My stories usually come with a bit of history and this one is no exception. If you just want to want to know what the best Mac I have ever used is, I will save you a few minutes. It is the Mac Studio Pro. There were no grand tests performed, but the Mac Studio Pro can claim the title as the best Mac ever because it just works like a Mac should.
My history with Apple products goes back to the Apple II+ which I got as a gift from my mother in the summer of 1982. By the fall of 1982 I was selling Apples. I became Apple sales manager at the Texas Instruments VAR where I purchased my Apple, one of the first Apple II+ computers in the province. I helped them open stores through New Brunswick, Nova Scotia and Prince Edward Island. We had five stores by early 1984, and by the fall of 1984, as the company turned their focus to IBM, I went to work for Apple in their first wave of direct employees in Canada. I got my first own-a-Mac shortly after that. An own-a-Mac was a deeply discounted Mac. Due to some quirky internal rules when I took a new job in Columbia, Maryland with Apple, I got a new own-a-Mac, this time it was a Mac II with a 40 meg hard drive. I was estactic. Own-a-Macs were supposed to be once in a lifetime pricing.
Before the Mac II, my original own-a-Mac got an internal hard drive from the Hyperdrive people who happened to be working from Halifax where my Apple office was until 1987. I think that I traded the upgraded original Mac for a SE30 which was a dynamite little computer. Sometime after we moved to Roanoke, Virginia, the Mac IIcx became one of my favorite Macs. I upgraded it to a Mac IIci and then with one last upgrade it became the Quadra 700. That Quadra 700 rode around in the back seat of my car for years. It was a perfect demo machine with an added video capture card. I upgraded the hard drive every time I upgraded the processor.
Another favorite along the way Mac was the PowerMac 7100. It was a workhorse and the first non-Motorola processor that I felt good about in those early days of the PowerPC. My PowerMac 7100 eventually got turned into a headless, stealth Linux server for my Apple office in Reston, Virginia. The PowerMac 8600 was also a great computer.
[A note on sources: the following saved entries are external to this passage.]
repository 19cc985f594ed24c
//! Display contract for the host UI: which icon and accessible label the
//! music toggle shows, and whether it accepts clicks.

use serde::Serialize;
use shared::domain::{AffordanceIcon, AffordanceState, LoadState};

use crate::ControllerStatus;

pub const LABEL_LOADING: &str = "Loading music...";
pub const LABEL_ENABLE: &str = "Click to enable background music";
pub const LABEL_UNMUTE: &str = "Unmute background music";
pub const LABEL_MUTE: &str = "Mute background music";

#[derive(Debug, Clone, Copy, PartialEq, Eq, Serialize)]
pub struct ToggleView {
    pub affordance: AffordanceState,
    pub icon: AffordanceIcon,
    pub label: Option<&'static str>,
    pub interactive: bool,
    pub awaiting_first_interaction: bool,
    /// Advisory only; never blocks the toggle.
    pub tooltip: Option<&'static str>,
}

impl ToggleView {
    pub fn from_status(status: &ControllerStatus) -> Self {
        let awaiting_first_interaction =
            status.load_state == LoadState::Ready && !status.user_has_interacted;

        let (affordance, icon, label) = match (status.load_state, status.muted) {
            (LoadState::Loading, _) => (
                AffordanceState::Loading,
                AffordanceIcon::Spinner,
                Some(LABEL_LOADING),
            ),
            (LoadState::Failed, muted) => (AffordanceState::Disabled, muted_icon(muted), None),
            (LoadState::Ready, true) if awaiting_first_interaction => {
                (AffordanceState::Muted, AffordanceIcon::Muted, Some(LABEL_ENABLE))
            }
            (LoadState::Ready, true) => {
                (AffordanceState::Muted, AffordanceIcon::Muted, Some(LABEL_UNMUTE))
            }
            (LoadState::Ready, false) => (
                AffordanceState::Unmuted,
                AffordanceIcon::Unmuted,
                Some(LABEL_MUTE),
            ),
        };

        Self {
            affordance,
            icon,
            label,
            interactive: status.load_state == LoadState::Ready,
            awaiting_first_interaction,
            tooltip: awaiting_first_interaction.then_some(LABEL_ENABLE),
        }
    }
}

fn muted_icon(muted: bool) -> AffordanceIcon {
    if muted {
        AffordanceIcon::Muted
    } else {
        AffordanceIcon::Unmuted
    }
}

#[cfg(test)]
#[path = "tests/view_tests.rs"]
mod tests;
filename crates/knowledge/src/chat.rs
//! The question-answering pipeline and its conversation log.
//!
//! One call to [`ChatPipeline::send`] runs a full cycle:
//!
//! ```text
//! user turn appended
//!   -> image only?          -> capability message
//!   -> embed + rank         -> no matches -> refusal
//!   -> assemble context
//!   -> guarded generation
//! bot turn appended
//! ```
//!
//! Failures between the two appends are logged and replaced by a generic
//! message, so every user turn is followed by exactly one bot turn.

use crate::context::assemble;
use crate::guard::{AnswerKind, GroundedAnswerGuard, IMAGE_ONLY_MESSAGE, REFUSAL};
use crate::retrieval::Retriever;
use crate::store::MessageStore;
use crate::types::{Message, Role};
use chrono::Utc;
use kbase_core::{AppError, AppResult};
use kbase_llm::ImageAttachment;
use serde::Serialize;
use std::sync::Arc;

/// Stored as the user turn when only an image was sent.
pub const IMAGE_PLACEHOLDER: &str = "[Image uploaded]";

/// Terminal state of one question.
#[derive(Debug, Clone, Copy, PartialEq, Eq, Serialize)]
#[serde(rename_all = "snake_case")]
pub enum ChatOutcome {
    ImageOnly,
    NoGrounding,
    Answered,
    Overridden,
    Failed,
}

impl From<AnswerKind> for ChatOutcome {
    fn from(kind: AnswerKind) -> Self {
        match kind {
            AnswerKind::ImageOnly => ChatOutcome::ImageOnly,
            AnswerKind::NoGrounding => ChatOutcome::NoGrounding,
            AnswerKind::Generated => ChatOutcome::Answered,
            AnswerKind::Overridden => ChatOutcome::Overridden,
        }
    }
}

/// The pair of turns produced by one question.
#[derive(Debug, Clone, Serialize)]
#[serde(rename_all = "camelCase")]
pub struct ChatExchange {
    pub user_message: Message,
    pub bot_message: Message,
    pub outcome: ChatOutcome,
}

pub struct ChatPipeline {
    retriever: Arc<Retriever>,
    guard: Arc<GroundedAnswerGuard>,
    messages: Arc<dyn MessageStore>,
}

impl ChatPipeline {
    pub fn new(
        retriever: Arc<Retriever>,
        guard: Arc<GroundedAnswerGuard>,
        messages: Arc<dyn MessageStore>,
    ) -> Self {
        Self {
            retriever,
            guard,
            messages,
        }
    }

    /// Answer one question for `owner_id` and log both turns.
    ///
    /// # Errors
    /// * `InvalidRequest` - neither text nor image; nothing is stored
    /// * `Persistence` - a turn could not be appended
    pub async fn send(
        &self,
        owner_id: &str,
        question: &str,
        image: Option<ImageAttachment>,
    ) -> AppResult<ChatExchange> {
        let question = question.trim();

        if question.is_empty() && image.is_none() {
            return Err(AppError::InvalidRequest(
                "Message or image required".to_string(),
            ));
        }

        let user_content = if question.is_empty() {
            IMAGE_PLACEHOLDER
        } else {
            question
        };
        let user_message = self
            .messages
            .append(owner_id, Role::User, user_content, Utc::now())
            .await?;

        tracing::info!(owner = %owner_id, has_image = image.is_some(), "Question received");

        let (reply, outcome) = match self.respond(question, image.as_ref()).await {
            Ok(result) => result,
            Err(e) => {
                tracing::error!(owner = %owner_id, "Chat pipeline failed: {}", e);
                (e.user_message().to_string(), ChatOutcome::Failed)
            }
        };

        let bot_message = self
            .messages
            .append(owner_id, Role::Bot, &reply, Utc::now())
            .await?;

        tracing::info!(outcome = ?outcome, "Question answered");

        Ok(ChatExchange {
            user_message,
            bot_message,
            outcome,
        })
    }

    async fn respond(
        &self,
        question: &str,
        image: Option<&ImageAttachment>,
    ) -> AppResult<(String, ChatOutcome)> {
        if question.is_empty() {
            return Ok((IMAGE_ONLY_MESSAGE.to_string(), ChatOutcome::ImageOnly));
        }

        let matches = self.retriever.retrieve(question).await?;
        if matches.is_empty() {
            return Ok((REFUSAL.to_string(), ChatOutcome::NoGrounding));
        }

        let context = assemble(&matches);
        let answer = self.guard.answer(question, &context, image).await?;
        Ok((answer.text, answer.kind.into()))
    }

    /// Conversation log for `owner_id`, oldest first.
    pub async fn history(&self, owner_id: &str) -> AppResult<Vec<Message>> {
        self.messages.list_by_owner(owner_id).await
    }
}
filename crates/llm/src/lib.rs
//! Text-generation crate for the knowledge-base assistant.
//!
//! This crate provides a provider-agnostic abstraction for the opaque
//! `generate(prompt, system, sampling, image?) -> text` capability.
//!
//! # Providers
//! - **Ollama**: Local LLM runtime (default)
//! - **Gemini**: Google's hosted models
//!
//! # Example
//! ```no_run
//! use kbase_llm::{LlmClient, LlmRequest, providers::OllamaClient};
//!
//! # async fn example() -> Result<(), Box<dyn std::error::Error>> {
//! let client = OllamaClient::new();
//! let request = LlmRequest::new("Hello, world!", "llama3.2").with_temperature(0.25);
//! let response = client.complete(&request).await?;
//! println!("{}", response.content);
//! # Ok(())
//! # }
//! ```

pub mod client;
pub mod factory;
pub mod providers;
pub mod types;

// Re-export main types
pub use client::{LlmClient, LlmRequest, LlmResponse, LlmUsage};
pub use factory::create_client;
pub use providers::{GeminiClient, OllamaClient};
pub use types::{ImageAttachment, ProviderType};
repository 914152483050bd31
//! Embedding provider implementations.

pub mod mock;
pub mod ollama;
//! Text-generation provider implementations.

pub mod gemini;
pub mod ollama;

pub use gemini::GeminiClient;
pub use ollama::OllamaClient;
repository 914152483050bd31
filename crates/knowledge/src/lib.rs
//! Knowledge base and grounded answering.
//!
//! Documents are ingested into a SQLite store with their embedding cached
//! at ingestion time. A question is embedded, ranked against every stored
//! document, the best matches are assembled into one context block, and
//! the answer is generated under a grounding instruction and a post-hoc
//! guard.
//!
//! [`Services::open`] wires everything from an [`AppConfig`](kbase_core::AppConfig).

pub mod bootstrap;
pub mod chat;
pub mod context;
pub mod embeddings;
pub mod guard;
pub mod ingest;
pub mod rank;
pub mod retrieval;
pub mod store;
pub mod types;

#[cfg(test)]
mod tests;

// Re-export commonly used types
pub use bootstrap::{ServiceParts, Services};
pub use chat::{ChatExchange, ChatOutcome, ChatPipeline, IMAGE_PLACEHOLDER};
pub use context::{assemble, CONTEXT_SEPARATOR};
pub use embeddings::{Embedder, EmbeddingConfig, EmbeddingProvider};
pub use guard::{
    apply_post_hoc_guard, AnswerKind, GroundedAnswerGuard, GuardedAnswer, EMPTY_REPLY_FALLBACK,
    IMAGE_ONLY_MESSAGE, REFUSAL,
};
pub use ingest::{IngestRequest, Ingestor, UploadedFile, ALLOWED_MIME_TYPES};
pub use rank::{cosine_similarity, rank};
pub use retrieval::Retriever;
pub use store::{DocumentStore, MessageStore, SqliteStore};
pub use types::{Document, Match, Message, NewDocument, Role};
/// Main application configuration.
#[derive(Debug, Clone, Serialize, Deserialize)]
pub struct AppConfig {
    /// Path to the workspace root (contains .kbase/)
    pub workspace: PathBuf,

    /// Optional config file path
    pub config_file: Option<PathBuf>,

    /// Text-generation provider ("ollama", "gemini")
    pub provider: String,

    /// Generation model identifier
    pub model: String,

    /// Embedding provider ("ollama", "mock")
    pub embedding_provider: String,

    /// API key override for the generation provider
    pub api_key: Option<String>,

    /// Log level override
    pub log_level: Option<String>,

    /// Verbose mode (enables debug logging)
    pub verbose: bool,

    /// Disable colored output
    pub no_color: bool,

    /// Emit logs as JSON lines
    pub log_json: bool,

    /// Provider configurations
    pub llm: Option<LlmConfig>,

    /// Ranking and candidate-selection knobs
    pub retrieval: RetrievalSettings,

    /// Sampling parameters and deadline for the generation call
    pub generation: GenerationSettings,

    /// Embedding vector shape and deadline
    pub embedding: EmbeddingSettings,
}

/// Provider section of config.yaml.
#[derive(Debug, Clone, Serialize, Deserialize)]
pub struct LlmConfig {
    #[serde(rename = "activeProvider")]
    pub active_provider: String,

    #[serde(rename = "activeEmbeddingProvider")]
    pub active_embedding_provider: String,

    pub providers: HashMap<String, ProviderConfig>,
}

/// Provider-specific configuration.
#[derive(Debug, Clone, Serialize, Deserialize)]
#[serde(untagged)]
pub enum ProviderConfig {
    Gemini {
        #[serde(rename = "apiKeyEnv")]
        api_key_env: String,
        model: String,
        endpoint: Option<String>,
    },
    Ollama {
        endpoint: String,
        model: String,
        #[serde(rename = "embeddingModel")]
        embedding_model: Option<String>,
        timeout: Option<u64>,
    },
}

impl ProviderConfig {
    /// Custom endpoint, if any.
    pub fn endpoint(&self) -> Option<&str> {
        match self {
            ProviderConfig::Gemini { endpoint, .. } => endpoint.as_deref(),
            ProviderConfig::Ollama { endpoint, .. } => Some(endpoint.as_str()),
        }
    }
}

/// Similarity ranking knobs.
///
/// The defaults are fixed product constants; they are exposed as
/// configuration, not tuned.
#[derive(Debug, Clone, PartialEq, Serialize, Deserialize)]
#[serde(default, rename_all = "camelCase")]
pub struct RetrievalSettings {
    /// Matches must score strictly above this cosine similarity
    pub min_similarity: f32,

    /// Maximum number of matches handed to the context assembler
    pub top_k: usize,

    /// Documents with shorter content are never candidates
    pub min_content_chars: usize,

    /// Only this many leading characters of a document are embedded
    pub embedding_input_chars: usize,

    /// Upper bound on concurrent document embedding calls
    pub concurrency: usize,
}

impl Default for RetrievalSettings {
    fn default() -> Self {
        Self {
            min_similarity: 0.48,
            top_k: 4,
            min_content_chars: 30,
            embedding_input_chars: 1800,
            concurrency: 4,
        }
    }
}

/// Sampling parameters for the grounded generation call.
#[derive(Debug, Clone, PartialEq, Serialize, Deserialize)]
#[serde(default, rename_all = "camelCase")]
pub struct GenerationSettings {
    pub temperature: f32,
    pub max_output_tokens: u32,
    pub top_p: f32,
    pub timeout_secs: u64,
}

impl Default for GenerationSettings {
    fn default() -> Self {
        Self {
            temperature: 0.25,
            max_output_tokens: 900,
            top_p: 0.92,
            timeout_secs: 60,
        }
    }
}

/// Embedding shape and deadline.
#[derive(Debug, Clone, PartialEq, Serialize, Deserialize)]
#[serde(default, rename_all = "camelCase")]
pub struct EmbeddingSettings {
    pub dimensions: usize,
    pub timeout_secs: u64,
    pub normalize: bool,
}

impl Default for EmbeddingSettings {
    fn default() -> Self {
        Self {
            dimensions: 384,
            timeout_secs: 30,
            normalize: true,
        }
    }
}

/// Full configuration file structure.
#[derive(Debug, Clone, Default, Serialize, Deserialize)]
struct ConfigFile {
    llm: Option<LlmConfig>,
    workspace: Option<WorkspaceConfig>,
    logging: Option<LoggingConfig>,
    retrieval: Option<RetrievalSettings>,
    generation: Option<GenerationSettings>,
    embedding: Option<EmbeddingSettings>,
}

#[derive(Debug, Clone, Serialize, Deserialize)]
struct WorkspaceConfig {
    path: Option<String>,
}

#[derive(Debug, Clone, Serialize, Deserialize)]
struct LoggingConfig {
    level: Option<String>,
    color: Option<bool>,
    json: Option<bool>,
}

/// Generation providers this build knows how to talk to.
pub const KNOWN_PROVIDERS: [&str; 2] = ["ollama", "gemini"];

/// Embedding providers this build knows how to load.
pub const KNOWN_EMBEDDING_PROVIDERS: [&str; 2] = ["ollama", "mock"];

impl Default for AppConfig {
    fn default() -> Self {
        Self {
            workspace: std::env::current_dir().unwrap_or_else(|_| PathBuf::from(".")),
            config_file: None,
            provider: "ollama".to_string(), // Local-first default
            model: "llama3.2".to_string(),
            embedding_provider: "ollama".to_string(),
            api_key: None,
            log_level: None,
            verbose: false,
            no_color: false,
            log_json: false,
            llm: None,
            retrieval: RetrievalSettings::default(),
            generation: GenerationSettings::default(),
            embedding: EmbeddingSettings::default(),
        }
    }
}
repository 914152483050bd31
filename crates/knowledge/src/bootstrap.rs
//! Service wiring.
//!
//! Every long-lived service is constructed here, once, and handed to the
//! components that need it. Nothing in the pipeline reaches for global
//! state.

use crate::chat::ChatPipeline;
use crate::embeddings::{EmbeddingConfig, Embedder};
use crate::guard::GroundedAnswerGuard;
use crate::ingest::Ingestor;
use crate::retrieval::Retriever;
use crate::store::{DocumentStore, MessageStore, SqliteStore};
use kbase_core::{AppConfig, AppError, AppResult, GenerationSettings, RetrievalSettings};
use kbase_llm::{create_client, LlmClient};
use kbase_prompt::{load_prompt_or_builtin, PromptDefinition, GROUNDED_ANSWER_PROMPT_ID};
use std::sync::Arc;

/// The application's services, wired together.
pub struct Services {
    pub embedder: Arc<Embedder>,
    pub retriever: Arc<Retriever>,
    pub ingestor: Ingestor,
    pub chat: ChatPipeline,
}

/// Explicit dependencies for [`Services::from_parts`].
pub struct ServiceParts {
    pub documents: Arc<dyn DocumentStore>,
    pub messages: Arc<dyn MessageStore>,
    pub embedder: Arc<Embedder>,
    pub client: Arc<dyn LlmClient>,
    pub model: String,
    pub prompt: PromptDefinition,
    pub retrieval: RetrievalSettings,
    pub generation: GenerationSettings,
}

impl Services {
    /// Open the workspace database and construct every service.
    ///
    /// The embedding provider is not loaded here; that happens on the first
    /// embedding call.
    pub fn open(config: &AppConfig) -> AppResult<Self> {
        config.ensure_kbase_dir()?;

        let store = Arc::new(SqliteStore::open(&config.database_path())?);
        let embedder = Arc::new(Embedder::new(EmbeddingConfig::from_app_config(config)));

        let client = create_client(
            &config.provider,
            config.provider_endpoint(&config.provider).as_deref(),
            config.resolve_api_key(&config.provider).as_deref(),
        )
        .map_err(AppError::Config)?;

        let prompt = load_prompt_or_builtin(&config.workspace, GROUNDED_ANSWER_PROMPT_ID)?;

        tracing::debug!(
            provider = %config.provider,
            model = %config.model,
            embedding_provider = %config.embedding_provider,
            "Services ready"
        );

        Ok(Self::from_parts(ServiceParts {
            documents: store.clone(),
            messages: store,
            embedder,
            client,
            model: config.model.clone(),
            prompt,
            retrieval: config.retrieval.clone(),
            generation: config.generation.clone(),
        }))
    }

    pub fn from_parts(parts: ServiceParts) -> Self {
        let retriever = Arc::new(Retriever::new(
            Arc::clone(&parts.embedder),
            Arc::clone(&parts.documents),
            parts.retrieval,
        ));

        let guard = Arc::new(GroundedAnswerGuard::new(
            parts.client,
            parts.model,
            parts.prompt,
            parts.generation,
        ));

        Self {
            embedder: parts.embedder,
            ingestor: Ingestor::new(parts.documents, Arc::clone(&retriever)),
            chat: ChatPipeline::new(Arc::clone(&retriever), guard, parts.messages),
            retriever,
        }
    }
}

#[cfg(test)]
mod tests {
    use super::*;
    use tempfile::TempDir;

    #[test]
    fn test_open_creates_database() {
        let temp = TempDir::new().unwrap();
        let config = AppConfig {
            workspace: temp.path().to_path_buf(),
            embedding_provider: "mock".to_string(),
            ..Default::default()
        };

        let services = Services::open(&config).unwrap();
        assert!(config.database_path().exists());
        assert!(!services.embedder.is_loaded());
    }

    #[test]
    fn test_open_without_gemini_key_fails() {
        let temp = TempDir::new().unwrap();
        let config = AppConfig {
            workspace: temp.path().to_path_buf(),
            provider: "gemini".to_string(),
            api_key: Some("   ".to_string()),
            ..Default::default()
        };

        let err = Services::open(&config).err().unwrap();
        assert!(err.to_string().contains("Gemini API key missing"));
    }
}
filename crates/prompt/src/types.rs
//! Prompt types for the knowledge-base assistant.
//!
//! This module defines the domain entities for the prompt system.

use serde::{Deserialize, Serialize};

/// A prompt definition loaded from YAML or built in.
#[derive(Debug, Clone, Serialize, Deserialize)]
pub struct PromptDefinition {
    /// Unique prompt identifier
    pub id: String,

    /// Human-readable title
    pub title: String,

    /// API version for schema evolution
    #[serde(rename = "apiVersion")]
    pub api_version: String,

    /// Creator identifier
    #[serde(rename = "createdBy", default)]
    pub created_by: String,

    /// System instruction template (Handlebars syntax)
    pub system: String,

    /// User turn template (Handlebars syntax)
    #[serde(default = "default_user_template")]
    pub user: String,
}

fn default_user_template() -> String {
    "{{question}}".to_string()
}

/// A fully built prompt ready for LLM execution.
#[derive(Debug, Clone, Serialize, Deserialize)]
pub struct BuiltPrompt {
    /// System instruction (optional)
    pub system: Option<String>,

    /// User message (required)
    pub user: String,

    /// Metadata about the built prompt
    pub metadata: BuiltPromptMetadata,
}

/// Metadata about a built prompt.
#[derive(Debug, Clone, Serialize, Deserialize)]
pub struct BuiltPromptMetadata {
    /// Source prompt ID
    #[serde(rename = "sourcePromptId")]
    pub source_prompt_id: String,

    /// Names of the template variables that were supplied
    #[serde(rename = "resolvedVariables")]
    pub resolved_variables: Vec<String>,
}

impl BuiltPrompt {
    /// Create a new built prompt.
    pub fn new(
        system: Option<String>,
        user: String,
        source_prompt_id: String,
        mut resolved_variables: Vec<String>,
    ) -> Self {
        resolved_variables.sort();
        Self {
            system,
            user,
            metadata: BuiltPromptMetadata {
                source_prompt_id,
                resolved_variables,
            },
        }
    }
}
After purchasing the 8600, it became my home office desktop computer for six years until 2004 when I went through the Apple window. It was solid computer but during its residence, I could not resist an amazing deal on a lovely blue Mac G3. It is perhaps the only computer that I regret scrapping. It was the ultimate connectivity machine with the ability to read about any device. I think it was the last Mac to have a SCSI interface. I did have a dalliance with a G4 cube that I got to use in my home office up in Reston, but it rebooted every time I forgot and put something on top of it.
The winter of 2004 after my defenestration from Apple, I bought a Dual G5 Mac. It died last spring (2023) after nineteen years of service but its hard drives live on in external cases. The Dual G5 still has a place in my office. It has the best case ever built for a Mac or any computer. It was a very good computer but it seemed to weigh a ton.
Other than saying the Titanium G3 laptop was the best Apple laptop in memory, I going to ignore Apple laptops since I went without one for nearly a decade between 2010 and 2020. None can touch my Mac Studio Pro anyway.
My office currently has a 2010, I5 iMac, a 2012 I5 MacMini, a 2021 M1 MacMini, and my M1 Max Mac Studio Pro with 32GBs of ram and a 1TB SSD. I use a 2020 I5 MacBook Pro as my personal laptop. Among all those Macs, the Mac Studio Pro is my work machine and the best one in the office.
The list of things that I do on my Mac Studio covers everything from web design and photography to spreadsheets. I use Pages, Word, and Nisus Writer Pro for word processing. I have the full suite of Adobe photo products and all of Microsoft's Office products. Then there is Pixelmator Pro, RapidWeaver, Coda2 and other great software that I have been using for years. The only thing I cannot run on the Mac Studio is ArcGIS Pro. I run that on my I7 Lenovo laptop running Windows 11. I also have an old Lenovo I5 running Ubuntu Linux just in case I run into a wall.
The experiences that I have had with Macs has not always been positive but I have tended to live on the bleeding edge. What I can say is that compared to a lot of Macs that I have used, the Mac Studio has been rock solid. Even my M1 Mac Mini has had its share of teething problems but nothing like the iMac that I still have. It was once called my iLemon. A heart transplant of a SSD has kept it going. It is now the oldest functioning desktop in my office at thirteen years of service.
Take it from one who has seen a lot of Macs, you will be happy with your Mac Studio Pro.